On a positive note, when a for-profit college closes suddenly like this, former students may be entitled to student loan forgiveness. This applies to all former students, not just those that were in attendance when the closure came to fruition. If you have any student loans from Regency Beauty Institute, we highly advise you call us to see how we can help. To see if you qualify and learn what steps to take next, give us a call at (844) 324-2801 or complete the 2 step qualifying form down below.
"This was the best thing I ever did for my credit."
$57,240 in Student Loans Forgiven
"I got the bulk of my college debt resolved and feel like I can breathe now."
$18,300 in Student Loans Forgiven
"I couldn't believe how much help was available for people in my situation."
$233,140 in Student Loans Forgiven
"I can finally relax about all my student loans hurting my credit."

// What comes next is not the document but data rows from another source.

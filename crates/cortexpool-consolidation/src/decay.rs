//! spec §4.7 step 1: time decay.

use chrono::Utc;

use cortexpool_core::config::DecayConfig;
use cortexpool_core::errors::CortexResult;
use cortexpool_core::traits::IPersistenceAdapter;

/// Applies exponential decay to every fact's importance, converging toward
/// its tier's `baseImportance`; deletes any fact that decays below the
/// importance floor, or that has gone unused past its tier's `maxAge`
/// (spec §3 tier table — the decay formula alone asymptotes at
/// `baseImportance`, which sits above the floor for every tier, so `maxAge`
/// is what actually retires long-dormant facts). Returns the number deleted.
pub fn time_decay(adapter: &dyn IPersistenceAdapter, decay: &DecayConfig) -> CortexResult<i64> {
    let now = Utc::now();
    let mut deleted = 0;

    for mut fact in adapter.list_facts()? {
        let tier = decay.for_tier(fact.tier);
        let hours_since_use = (now - fact.last_used).num_seconds() as f64 / 3600.0;

        let past_max_age = tier
            .max_age_hours
            .is_some_and(|max_age| hours_since_use > max_age);

        let new_importance = tier.base_importance
            + (fact.importance - tier.base_importance) * (-tier.decay_rate_per_hour * hours_since_use).exp();

        if past_max_age || new_importance < decay.importance_floor {
            adapter.delete_fact(fact.id)?;
            deleted += 1;
        } else {
            fact.importance = new_importance;
            adapter.update_fact(&fact)?;
        }
    }

    Ok(deleted)
}

#[cfg(test)]
mod tests {
    use super::*;
    use cortexpool_core::traits::FactDraft;
    use cortexpool_core::traits::EntityDraft;
    use cortexpool_core::models::{EntityType, Tier};
    use cortexpool_storage::SqliteAdapter;

    #[test]
    fn stale_low_importance_fact_is_deleted() {
        let adapter = SqliteAdapter::in_memory().unwrap();
        let now = Utc::now();
        let entity = adapter
            .insert_entity(
                EntityDraft {
                    name: "William".into(),
                    canonical_name: "william".into(),
                    entity_type: EntityType::Person,
                    aliases: vec!["William".into()],
                    confidence: 0.8,
                },
                now,
            )
            .unwrap();
        let mut fact = adapter
            .insert_fact(
                FactDraft {
                    subject_id: entity.id,
                    predicate: "is".into(),
                    object_id: None,
                    content: "a developer".into(),
                    tier: Tier::Episodic,
                    importance: 0.31,
                    confidence: 0.7,
                    source: "conversation".into(),
                    ttl_ms: None,
                },
                now,
            )
            .unwrap();
        fact.last_used = now - chrono::Duration::hours(48);
        adapter.update_fact(&fact).unwrap();

        let deleted = time_decay(&adapter, &DecayConfig::default()).unwrap();
        assert_eq!(deleted, 1);
        assert!(adapter.get_fact(fact.id).unwrap().is_none());
    }
}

$22,720 in College Debt Forgiven
Through 2010, Regency required their admissions employees to work 45-55 hours per week, sometimes more, in order to meet constantly increasing recruitment goals. Regency avoided paying overtime compensation to these employees by misclassifying them as salaried employees.

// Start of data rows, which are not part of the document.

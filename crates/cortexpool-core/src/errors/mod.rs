mod cortex_error;
mod storage_error;
mod retrieval_error;
mod consolidation_error;
mod embedding_error;
mod session_error;

pub use consolidation_error::ConsolidationError;
pub use cortex_error::{CortexError, CortexResult};
pub use embedding_error::EmbeddingError;
pub use retrieval_error::RetrievalError;
pub use session_error::SessionError;
pub use storage_error::StorageError;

On February 18, Madia Law filed a class and collective action lawsuit in federal court against Regency Beauty Institute (a national for-profit cosmetology school) on behalf of employees in Regency’s admissions department who were: (1) initially misclassified as “salaried” employees, (2) were not paid for time worked over forty hours during the misclassification period, and (3) after they were properly classified as “hourly” employees, were required to work off the clock so Regency could avoid paying them overtime wages.
Regency Beauty Institute abruptly closes all of their campuses permanently on September 29. The school cited multiple reasons for closing, including declining numbers of cosmetology students nationwide and a growing negative characterization of for-profit education.